PROBLEM TO SOLVE
Copy out exactly every line from the line containing "let first = locator" until the records below end, inclusive of both boundary lines.

Stored records
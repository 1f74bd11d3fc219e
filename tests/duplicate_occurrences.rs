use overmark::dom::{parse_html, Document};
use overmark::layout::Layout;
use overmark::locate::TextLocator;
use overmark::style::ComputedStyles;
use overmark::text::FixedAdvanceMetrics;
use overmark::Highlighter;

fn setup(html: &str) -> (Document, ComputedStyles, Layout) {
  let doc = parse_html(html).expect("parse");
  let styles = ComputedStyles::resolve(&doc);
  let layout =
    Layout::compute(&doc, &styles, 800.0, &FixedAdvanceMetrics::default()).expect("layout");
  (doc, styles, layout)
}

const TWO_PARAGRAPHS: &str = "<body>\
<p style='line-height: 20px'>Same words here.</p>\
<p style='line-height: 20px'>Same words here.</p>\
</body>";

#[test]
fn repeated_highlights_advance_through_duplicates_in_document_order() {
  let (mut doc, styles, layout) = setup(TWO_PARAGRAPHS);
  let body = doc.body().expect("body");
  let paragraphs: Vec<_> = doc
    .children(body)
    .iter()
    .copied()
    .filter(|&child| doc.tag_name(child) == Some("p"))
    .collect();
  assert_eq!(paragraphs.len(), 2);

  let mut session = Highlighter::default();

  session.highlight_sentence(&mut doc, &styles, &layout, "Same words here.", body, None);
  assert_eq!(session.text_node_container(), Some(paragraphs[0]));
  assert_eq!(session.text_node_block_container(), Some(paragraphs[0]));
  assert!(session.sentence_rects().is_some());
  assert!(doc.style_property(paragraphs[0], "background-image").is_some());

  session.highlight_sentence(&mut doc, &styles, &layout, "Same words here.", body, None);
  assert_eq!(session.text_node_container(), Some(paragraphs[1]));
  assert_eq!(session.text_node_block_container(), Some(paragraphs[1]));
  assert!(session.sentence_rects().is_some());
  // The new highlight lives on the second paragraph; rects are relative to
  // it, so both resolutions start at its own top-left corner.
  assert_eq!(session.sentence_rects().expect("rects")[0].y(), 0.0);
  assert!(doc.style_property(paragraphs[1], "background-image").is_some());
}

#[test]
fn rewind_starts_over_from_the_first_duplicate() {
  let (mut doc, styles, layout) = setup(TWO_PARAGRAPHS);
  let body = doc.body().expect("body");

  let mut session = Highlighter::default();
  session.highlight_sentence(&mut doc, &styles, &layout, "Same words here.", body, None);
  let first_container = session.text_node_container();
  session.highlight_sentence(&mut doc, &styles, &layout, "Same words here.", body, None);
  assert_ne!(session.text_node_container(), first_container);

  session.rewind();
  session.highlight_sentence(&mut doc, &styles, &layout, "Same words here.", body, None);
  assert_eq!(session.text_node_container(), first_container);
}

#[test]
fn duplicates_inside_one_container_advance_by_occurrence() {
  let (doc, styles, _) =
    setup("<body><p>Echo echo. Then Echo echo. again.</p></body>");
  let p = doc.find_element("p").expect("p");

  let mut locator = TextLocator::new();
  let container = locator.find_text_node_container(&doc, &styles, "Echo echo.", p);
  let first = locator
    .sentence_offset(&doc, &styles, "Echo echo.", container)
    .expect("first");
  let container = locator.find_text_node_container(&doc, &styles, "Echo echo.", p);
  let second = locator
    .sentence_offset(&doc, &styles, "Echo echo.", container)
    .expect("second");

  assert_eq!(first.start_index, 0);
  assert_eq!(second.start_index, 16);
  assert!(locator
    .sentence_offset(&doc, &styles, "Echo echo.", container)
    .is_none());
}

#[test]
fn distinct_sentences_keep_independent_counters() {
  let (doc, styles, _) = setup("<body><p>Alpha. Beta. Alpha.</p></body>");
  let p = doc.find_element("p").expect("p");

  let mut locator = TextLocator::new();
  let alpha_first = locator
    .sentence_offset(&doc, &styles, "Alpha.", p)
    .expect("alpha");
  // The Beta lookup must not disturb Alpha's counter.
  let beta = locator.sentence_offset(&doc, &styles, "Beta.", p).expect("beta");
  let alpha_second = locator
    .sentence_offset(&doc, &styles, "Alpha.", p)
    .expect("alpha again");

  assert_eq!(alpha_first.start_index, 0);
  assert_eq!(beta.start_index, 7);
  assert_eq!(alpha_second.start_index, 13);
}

TASK RESULT
  let first = locator
    .sentence_offset(&doc, &styles, "Echo echo.", container)
    .expect("first");
  let container = locator.find_text_node_container(&doc, &styles, "Echo echo.", p);
  let second = locator
    .sentence_offset(&doc, &styles, "Echo echo.", container)
    .expect("second");

  assert_eq!(first.start_index, 0);
  assert_eq!(second.start_index, 16);
  assert!(locator
    .sentence_offset(&doc, &styles, "Echo echo.", container)
    .is_none());
}

#[test]
fn distinct_sentences_keep_independent_counters() {
  let (doc, styles, _) = setup("<body><p>Alpha. Beta. Alpha.</p></body>");
  let p = doc.find_element("p").expect("p");

  let mut locator = TextLocator::new();
  let alpha_first = locator
    .sentence_offset(&doc, &styles, "Alpha.", p)
    .expect("alpha");
  // The Beta lookup must not disturb Alpha's counter.
  let beta = locator.sentence_offset(&doc, &styles, "Beta.", p).expect("beta");
  let alpha_second = locator
    .sentence_offset(&doc, &styles, "Alpha.", p)
    .expect("alpha again");

  assert_eq!(alpha_first.start_index, 0);
  assert_eq!(beta.start_index, 7);
  assert_eq!(alpha_second.start_index, 13);
}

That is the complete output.